- General Motors dropped as much as 3.6% on Monday as the United Auto Workers union kicked off its first strike against the company in 12 years.
- The strike could cost GM as much as $50 million per day in earnings as production slows, Credit Suisse analyst Dan Levy said in a client note.
- UAW members are looking to improve healthcare benefits and earnings, with a focus on temporary hires who do similar work as full-time employees.
- GM countered Sunday with an offer to invest $7 billion in US factories and add more than 5,400 new jobs.
- Watch GM trade live here.
General Motors shares fell as much as 3.6% on Monday as the United Auto Workers union kicked off its first strike in 12 years, slowing the automaker’s production.
The strike could cost GM as much as $50 million per day in earnings, Credit Suisse analyst Dan Levy said in a note to clients. He noted that the best possible outcome for GM’s stock would be a swift outcome, as a prolonged issue could eventually eat away at profitability.
“The longer it lasts, the more it will be felt in GM’s earnings profile,” Levy wrote. “The strike potentially could dampen the earnings, and at the very least is an optical negative and a reminder of the challenges of investing in automakers at this point in the cycle.”
The union is asking for entry-level pay raises, improved health care, and a faster process for short-term workers to earn higher salaries. UAW noted that temporary workers are doing similar work as full-time hires for less pay, and that entry-level roles should pay nearly $30 an hour in three or four years. The roles currently pay less than $20 an hour.
“We are standing up for fair wages, we are standing up for affordable, quality health care. We are standing up for our share of the profits,” UAW vice president Terry Dittes said at a Sunday press conference. “We are standing up for job security for our members.”
GM countered Sunday with an offer to invest $7 billion across eight US factories and add more than 5,400 jobs. The company would pay a $8,000 signing bonus for workers ratifying the deal. It added that health-care contributions would stay the same as in the previous contract.
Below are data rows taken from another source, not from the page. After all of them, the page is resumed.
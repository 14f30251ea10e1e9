//! Client configuration management.
//!
//! Configuration is stored at `~/.config/medseal/config.json`. The API
//! location can be overridden from the environment (or a `.env` file):
//! `MEDSEAL_API_URL` and `MEDSEAL_REQUEST_TIMEOUT_SECS`.
//!
//! Access history lives under the platform cache directory,
//! `~/.cache/medseal/` on Linux.

use std::path::PathBuf;
use std::time::Duration;

use anyhow::{Context, Result};
use serde::{Deserialize, Serialize};
use tracing::warn;

use crate::api::client::DEFAULT_REQUEST_TIMEOUT_SECS;
use crate::cache::RecencyPolicy;

/// Application name used for config/cache directory paths
const APP_NAME: &str = "medseal";

/// Config file name
const CONFIG_FILE: &str = "config.json";

const ENV_API_URL: &str = "MEDSEAL_API_URL";
const ENV_REQUEST_TIMEOUT: &str = "MEDSEAL_REQUEST_TIMEOUT_SECS";

#[derive(Debug, Clone, Serialize, Deserialize, Default)]
pub struct Config {
    pub api_base_url: Option<String>,
    pub request_timeout_secs: Option<u64>,
    #[serde(default)]
    pub history_policy: RecencyPolicy,
}

impl Config {
    /// Load the config file (defaults when absent), then apply environment overrides.
    pub fn load() -> Result<Self> {
        let path = Self::config_path()?;
        let mut config = if path.exists() {
            let contents = std::fs::read_to_string(&path)
                .with_context(|| format!("Failed to read config file: {}", path.display()))?;
            serde_json::from_str(&contents).context("Failed to parse config file")?
        } else {
            Self::default()
        };

        // A missing .env file is normal
        let _ = dotenvy::dotenv();
        config.apply_overrides(|key| std::env::var(key).ok());
        Ok(config)
    }

    pub fn save(&self) -> Result<()> {
        let path = Self::config_path()?;
        if let Some(parent) = path.parent() {
            std::fs::create_dir_all(parent)?;
        }
        let contents = serde_json::to_string_pretty(self)?;
        std::fs::write(path, contents)?;
        Ok(())
    }

    fn apply_overrides(&mut self, lookup: impl Fn(&str) -> Option<String>) {
        if let Some(url) = lookup(ENV_API_URL).filter(|u| !u.trim().is_empty()) {
            self.api_base_url = Some(url);
        }
        if let Some(raw) = lookup(ENV_REQUEST_TIMEOUT) {
            match raw.trim().parse::<u64>() {
                Ok(secs) => self.request_timeout_secs = Some(secs),
                Err(_) => warn!(value = %raw, "Ignoring invalid {}", ENV_REQUEST_TIMEOUT),
            }
        }
    }

    pub fn request_timeout(&self) -> Duration {
        Duration::from_secs(self.request_timeout_secs.unwrap_or(DEFAULT_REQUEST_TIMEOUT_SECS))
    }

    fn config_path() -> Result<PathBuf> {
        let config_dir = dirs::config_dir()
            .ok_or_else(|| anyhow::anyhow!("Could not find config directory"))?;
        Ok(config_dir.join(APP_NAME).join(CONFIG_FILE))
    }

    /// Directory holding the persisted access history.
    pub fn history_dir(&self) -> Result<PathBuf> {
        let cache_dir = dirs::cache_dir()
            .ok_or_else(|| anyhow::anyhow!("Could not find cache directory"))?;
        Ok(cache_dir.join(APP_NAME))
    }
}
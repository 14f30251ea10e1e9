use std::io::Write;
use std::path::PathBuf;
use std::sync::Mutex;

use anyhow::{Context, Result};

/// Name of the slot holding the serialized history.
pub const HISTORY_SLOT: &str = "prescription_history";

/// A single named slot of durable storage.
pub trait HistoryStorage: Send + Sync {
    /// Current slot contents, `None` if nothing was ever written.
    fn read(&self) -> Result<Option<String>>;

    fn write(&self, contents: &str) -> Result<()>;
}

/// Stores the slot as `<dir>/<slot>.json`.
pub struct FileStorage {
    cache_dir: PathBuf,
    slot: String,
}

impl FileStorage {
    pub fn new(cache_dir: PathBuf) -> Result<Self> {
        Self::with_slot(cache_dir, HISTORY_SLOT)
    }

    pub fn with_slot(cache_dir: PathBuf, slot: &str) -> Result<Self> {
        std::fs::create_dir_all(&cache_dir)
            .with_context(|| format!("Failed to create cache directory: {}", cache_dir.display()))?;
        Ok(Self {
            cache_dir,
            slot: slot.to_string(),
        })
    }

    pub fn path(&self) -> PathBuf {
        self.cache_dir.join(format!("{}.json", self.slot))
    }
}

impl HistoryStorage for FileStorage {
    fn read(&self) -> Result<Option<String>> {
        let path = self.path();
        if !path.exists() {
            return Ok(None);
        }

        let contents = std::fs::read_to_string(&path)
            .with_context(|| format!("Failed to read cache file: {}", self.slot))?;
        Ok(Some(contents))
    }

    /// Writes a sibling temp file and renames it over the slot, so a crash
    /// mid-write leaves the previous contents intact.
    fn write(&self, contents: &str) -> Result<()> {
        let mut tmp = tempfile::NamedTempFile::new_in(&self.cache_dir)
            .with_context(|| format!("Failed to create temp file for: {}", self.slot))?;
        tmp.write_all(contents.as_bytes())
            .and_then(|_| tmp.as_file().sync_all())
            .with_context(|| format!("Failed to write cache file: {}", self.slot))?;
        tmp.persist(self.path())
            .with_context(|| format!("Failed to replace cache file: {}", self.slot))?;
        Ok(())
    }
}

/// In-process slot, for hosts without a writable disk.
#[derive(Default)]
pub struct MemoryStorage {
    slot: Mutex<Option<String>>,
}

impl MemoryStorage {
    pub fn new() -> Self {
        Self::default()
    }

    /// Start from existing contents, e.g. a previously exported slot.
    pub fn with_contents(contents: impl Into<String>) -> Self {
        Self {
            slot: Mutex::new(Some(contents.into())),
        }
    }
}

impl HistoryStorage for MemoryStorage {
    fn read(&self) -> Result<Option<String>> {
        let slot = self
            .slot
            .lock()
            .map_err(|_| anyhow::anyhow!("memory storage lock poisoned"))?;
        Ok(slot.clone())
    }

    fn write(&self, contents: &str) -> Result<()> {
        let mut slot = self
            .slot
            .lock()
            .map_err(|_| anyhow::anyhow!("memory storage lock poisoned"))?;
        *slot = Some(contents.to_string());
        Ok(())
    }
}
//! Data models for prescriptions, medicines and access history.
//!
//! - `Medicine`: a resolved medicine record (or a placeholder standing in for one)
//! - `Prescription`, `PrescribedMedicine`: the prescription as returned by the remote store
//! - `MedicineLine`, `AccessedPrescription`: a prescription with every line resolved
//! - `HistoryEntry`, `MedicineSummary`: the denormalized snapshot kept for offline display

pub mod history;
pub mod medicine;
pub mod prescription;

pub use history::{HistoryEntry, MedicineSummary, NOT_AVAILABLE};
pub use medicine::{Medicine, AS_PRESCRIBED, CONTACT_DOCTOR};
pub use prescription::{AccessedPrescription, MedicineLine, PrescribedMedicine, Prescription};
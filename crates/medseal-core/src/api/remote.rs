use async_trait::async_trait;

use super::ApiError;
use crate::models::{Medicine, Prescription};

/// The authoritative store holding canonical prescription and medicine records.
///
/// Implementations own their transport concerns (timeouts, retries).
#[async_trait]
pub trait RemoteStore: Send + Sync {
    /// Fetch a prescription by id, authorized by its access code.
    async fn get_prescription(&self, id: &str, code: &str) -> Result<Prescription, ApiError>;

    /// Fetch a medicine record. `Ok(None)` when the store has no such medicine.
    async fn get_medicine(&self, id: &str) -> Result<Option<Medicine>, ApiError>;
}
While UAW’s main focus is on temporary workers, automakers are seeking “added flexibility” amid warning signs of economic slowdown, Levy said.
He did add, however, that GM could counteract the lost production if it ends the strike quickly, and even spin it into a positive event.
“GM could potentially offset lost production once the strike ends; it could also use the strike as an opportunity to keep inventory levels in-line,” Levy wrote. “There may also be cost offsets with production offline.”
The automaker traded at $38.06 per share as of 10:00 a.m. ET Monday, up about 14% year-to-date.
GM has 16 “buy” ratings, six “hold” ratings, and no “sell” ratings from analysts, with a consensus price target of $48.11, according to Bloomberg data.